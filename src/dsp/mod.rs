//! DSP: render-domain audio synthesis and processing.
//!
//! Everything here runs inside the audio callback: no locks, no logging and
//! no allocation after construction. The same code powers the AudioWorklet
//! build (via WASM) and the offline WAV renderer.

pub mod body;
pub mod compressor;
pub mod delay;
pub mod engine;
pub mod envelope;
pub mod exciter;
pub mod filter;
pub mod mixer;
pub mod monitor;
pub mod morph;
pub mod renderer;
pub mod sampler;
pub mod smoother;
pub mod string;
pub mod tape;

====

### REQUIRED WORK
In the listing above, find the line that contains "pub mod body;". Write it out exactly, along with each line after it up to and including the last.

### EXPECTED ANSWER
pub mod body;
pub mod compressor;
pub mod delay;
pub mod engine;
pub mod envelope;
pub mod exciter;
pub mod filter;
pub mod mixer;
pub mod monitor;
pub mod morph;
pub mod renderer;
pub mod sampler;
pub mod smoother;
pub mod string;
pub mod tape;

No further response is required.